> [WHAT THE TASK ASKS]: Provide the data again in its entirety, exactly as given.

> [RECORDS TO USE]:

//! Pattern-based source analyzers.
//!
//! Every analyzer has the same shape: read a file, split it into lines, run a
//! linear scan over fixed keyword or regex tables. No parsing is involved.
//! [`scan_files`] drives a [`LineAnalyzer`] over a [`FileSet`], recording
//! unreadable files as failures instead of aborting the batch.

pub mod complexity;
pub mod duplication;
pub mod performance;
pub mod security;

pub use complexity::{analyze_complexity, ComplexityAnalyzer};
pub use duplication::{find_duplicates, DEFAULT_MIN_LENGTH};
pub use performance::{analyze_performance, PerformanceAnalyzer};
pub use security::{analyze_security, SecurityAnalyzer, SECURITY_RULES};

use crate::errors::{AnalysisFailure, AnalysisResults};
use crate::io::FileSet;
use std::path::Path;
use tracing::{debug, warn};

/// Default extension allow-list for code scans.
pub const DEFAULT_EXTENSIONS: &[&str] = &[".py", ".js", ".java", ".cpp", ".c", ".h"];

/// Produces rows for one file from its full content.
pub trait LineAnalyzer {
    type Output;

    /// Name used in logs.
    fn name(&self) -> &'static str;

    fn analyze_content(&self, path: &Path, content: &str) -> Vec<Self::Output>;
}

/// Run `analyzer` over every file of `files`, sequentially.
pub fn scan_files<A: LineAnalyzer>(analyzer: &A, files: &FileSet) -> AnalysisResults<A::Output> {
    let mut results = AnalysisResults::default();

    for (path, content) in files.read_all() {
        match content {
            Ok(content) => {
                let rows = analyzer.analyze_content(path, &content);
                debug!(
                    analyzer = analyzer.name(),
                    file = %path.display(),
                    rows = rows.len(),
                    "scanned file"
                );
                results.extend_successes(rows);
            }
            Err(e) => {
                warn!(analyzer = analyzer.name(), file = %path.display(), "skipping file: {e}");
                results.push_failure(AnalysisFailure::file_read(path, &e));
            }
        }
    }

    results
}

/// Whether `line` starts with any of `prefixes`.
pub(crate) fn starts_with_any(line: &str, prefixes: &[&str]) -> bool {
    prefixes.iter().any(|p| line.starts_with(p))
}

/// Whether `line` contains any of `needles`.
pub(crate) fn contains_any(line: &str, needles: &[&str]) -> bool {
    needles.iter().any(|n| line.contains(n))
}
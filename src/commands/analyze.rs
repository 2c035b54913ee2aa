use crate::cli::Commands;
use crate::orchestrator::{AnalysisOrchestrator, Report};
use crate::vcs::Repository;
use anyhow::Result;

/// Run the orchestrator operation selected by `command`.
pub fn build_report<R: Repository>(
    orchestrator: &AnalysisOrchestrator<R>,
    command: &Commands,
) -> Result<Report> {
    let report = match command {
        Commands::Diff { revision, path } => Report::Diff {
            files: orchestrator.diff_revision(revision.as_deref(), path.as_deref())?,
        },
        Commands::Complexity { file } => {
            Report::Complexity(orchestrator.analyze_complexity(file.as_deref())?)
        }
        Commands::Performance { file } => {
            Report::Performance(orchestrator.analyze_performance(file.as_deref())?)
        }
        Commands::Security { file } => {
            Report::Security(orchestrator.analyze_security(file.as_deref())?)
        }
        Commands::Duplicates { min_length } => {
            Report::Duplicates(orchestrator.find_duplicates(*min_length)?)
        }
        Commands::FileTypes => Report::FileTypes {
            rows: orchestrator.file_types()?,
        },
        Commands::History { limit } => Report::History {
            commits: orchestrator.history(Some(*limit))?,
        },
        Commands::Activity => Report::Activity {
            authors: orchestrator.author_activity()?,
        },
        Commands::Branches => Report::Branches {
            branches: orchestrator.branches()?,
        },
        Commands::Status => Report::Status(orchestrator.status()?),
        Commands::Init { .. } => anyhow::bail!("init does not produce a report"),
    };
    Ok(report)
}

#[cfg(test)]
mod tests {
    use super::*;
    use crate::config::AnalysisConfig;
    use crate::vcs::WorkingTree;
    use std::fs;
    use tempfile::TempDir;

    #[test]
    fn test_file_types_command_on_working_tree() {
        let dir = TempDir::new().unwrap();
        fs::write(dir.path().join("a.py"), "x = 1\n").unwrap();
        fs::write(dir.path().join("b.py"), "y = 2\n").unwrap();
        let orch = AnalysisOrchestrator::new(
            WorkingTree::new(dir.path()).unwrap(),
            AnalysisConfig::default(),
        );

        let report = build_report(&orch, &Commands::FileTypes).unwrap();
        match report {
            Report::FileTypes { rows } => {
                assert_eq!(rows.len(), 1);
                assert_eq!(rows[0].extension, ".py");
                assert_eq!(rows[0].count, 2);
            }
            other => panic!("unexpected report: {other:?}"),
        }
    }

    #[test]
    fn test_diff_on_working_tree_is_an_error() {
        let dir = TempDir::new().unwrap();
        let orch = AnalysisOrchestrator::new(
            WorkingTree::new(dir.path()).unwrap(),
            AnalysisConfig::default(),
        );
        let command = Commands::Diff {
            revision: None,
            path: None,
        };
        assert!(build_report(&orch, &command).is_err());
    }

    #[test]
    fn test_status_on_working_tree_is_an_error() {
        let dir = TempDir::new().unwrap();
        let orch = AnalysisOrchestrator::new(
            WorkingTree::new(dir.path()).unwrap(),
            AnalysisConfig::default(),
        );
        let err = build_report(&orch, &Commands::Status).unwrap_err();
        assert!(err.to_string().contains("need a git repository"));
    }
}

> [TASK SOLUTION]:
//! Pattern-based source analyzers.
//!
//! Every analyzer has the same shape: read a file, split it into lines, run a
//! linear scan over fixed keyword or regex tables. No parsing is involved.
//! [`scan_files`] drives a [`LineAnalyzer`] over a [`FileSet`], recording
//! unreadable files as failures instead of aborting the batch.

pub mod complexity;
pub mod duplication;
pub mod performance;
pub mod security;

pub use complexity::{analyze_complexity, ComplexityAnalyzer};
pub use duplication::{find_duplicates, DEFAULT_MIN_LENGTH};
pub use performance::{analyze_performance, PerformanceAnalyzer};
pub use security::{analyze_security, SecurityAnalyzer, SECURITY_RULES};

use crate::errors::{AnalysisFailure, AnalysisResults};
use crate::io::FileSet;
use std::path::Path;
use tracing::{debug, warn};

/// Default extension allow-list for code scans.
pub const DEFAULT_EXTENSIONS: &[&str] = &[".py", ".js", ".java", ".cpp", ".c", ".h"];

/// Produces rows for one file from its full content.
pub trait LineAnalyzer {
    type Output;

    /// Name used in logs.
    fn name(&self) -> &'static str;

    fn analyze_content(&self, path: &Path, content: &str) -> Vec<Self::Output>;
}

/// Run `analyzer` over every file of `files`, sequentially.
pub fn scan_files<A: LineAnalyzer>(analyzer: &A, files: &FileSet) -> AnalysisResults<A::Output> {
    let mut results = AnalysisResults::default();

    for (path, content) in files.read_all() {
        match content {
            Ok(content) => {
                let rows = analyzer.analyze_content(path, &content);
                debug!(
                    analyzer = analyzer.name(),
                    file = %path.display(),
                    rows = rows.len(),
                    "scanned file"
                );
                results.extend_successes(rows);
            }
            Err(e) => {
                warn!(analyzer = analyzer.name(), file = %path.display(), "skipping file: {e}");
                results.push_failure(AnalysisFailure::file_read(path, &e));
            }
        }
    }

    results
}

/// Whether `line` starts with any of `prefixes`.
pub(crate) fn starts_with_any(line: &str, prefixes: &[&str]) -> bool {
    prefixes.iter().any(|p| line.starts_with(p))
}

/// Whether `line` contains any of `needles`.
pub(crate) fn contains_any(line: &str, needles: &[&str]) -> bool {
    needles.iter().any(|n| line.contains(n))
}
filename src/commands/analyze.rs
repository 2c035b54913ee2aa
use crate::cli::Commands;
use crate::orchestrator::{AnalysisOrchestrator, Report};
use crate::vcs::Repository;
use anyhow::Result;

/// Run the orchestrator operation selected by `command`.
pub fn build_report<R: Repository>(
    orchestrator: &AnalysisOrchestrator<R>,
    command: &Commands,
) -> Result<Report> {
    let report = match command {
        Commands::Diff { revision, path } => Report::Diff {
            files: orchestrator.diff_revision(revision.as_deref(), path.as_deref())?,
        },
        Commands::Complexity { file } => {
            Report::Complexity(orchestrator.analyze_complexity(file.as_deref())?)
        }
        Commands::Performance { file } => {
            Report::Performance(orchestrator.analyze_performance(file.as_deref())?)
        }
        Commands::Security { file } => {
            Report::Security(orchestrator.analyze_security(file.as_deref())?)
        }
        Commands::Duplicates { min_length } => {
            Report::Duplicates(orchestrator.find_duplicates(*min_length)?)
        }
        Commands::FileTypes => Report::FileTypes {
            rows: orchestrator.file_types()?,
        },
        Commands::History { limit } => Report::History {
            commits: orchestrator.history(Some(*limit))?,
        },
        Commands::Activity => Report::Activity {
            authors: orchestrator.author_activity()?,
        },
        Commands::Branches => Report::Branches {
            branches: orchestrator.branches()?,
        },
        Commands::Status => Report::Status(orchestrator.status()?),
        Commands::Init { .. } => anyhow::bail!("init does not produce a report"),
    };
    Ok(report)
}

#[cfg(test)]
mod tests {
    use super::*;
    use crate::config::AnalysisConfig;
    use crate::vcs::WorkingTree;
    use std::fs;
    use tempfile::TempDir;

    #[test]
    fn test_file_types_command_on_working_tree() {
        let dir = TempDir::new().unwrap();
        fs::write(dir.path().join("a.py"), "x = 1\n").unwrap();
        fs::write(dir.path().join("b.py"), "y = 2\n").unwrap();
        let orch = AnalysisOrchestrator::new(
            WorkingTree::new(dir.path()).unwrap(),
            AnalysisConfig::default(),
        );

        let report = build_report(&orch, &Commands::FileTypes).unwrap();
        match report {
            Report::FileTypes { rows } => {
                assert_eq!(rows.len(), 1);
                assert_eq!(rows[0].extension, ".py");
                assert_eq!(rows[0].count, 2);
            }
            other => panic!("unexpected report: {other:?}"),
        }
    }

    #[test]
    fn test_diff_on_working_tree_is_an_error() {
        let dir = TempDir::new().unwrap();
        let orch = AnalysisOrchestrator::new(
            WorkingTree::new(dir.path()).unwrap(),
            AnalysisConfig::default(),
        );
        let command = Commands::Diff {
            revision: None,
            path: None,
        };
        assert!(build_report(&orch, &command).is_err());
    }

    #[test]
    fn test_status_on_working_tree_is_an_error() {
        let dir = TempDir::new().unwrap();
        let orch = AnalysisOrchestrator::new(
            WorkingTree::new(dir.path()).unwrap(),
            AnalysisConfig::default(),
        );
        let err = build_report(&orch, &Commands::Status).unwrap_err();
        assert!(err.to_string().contains("need a git repository"));
    }
}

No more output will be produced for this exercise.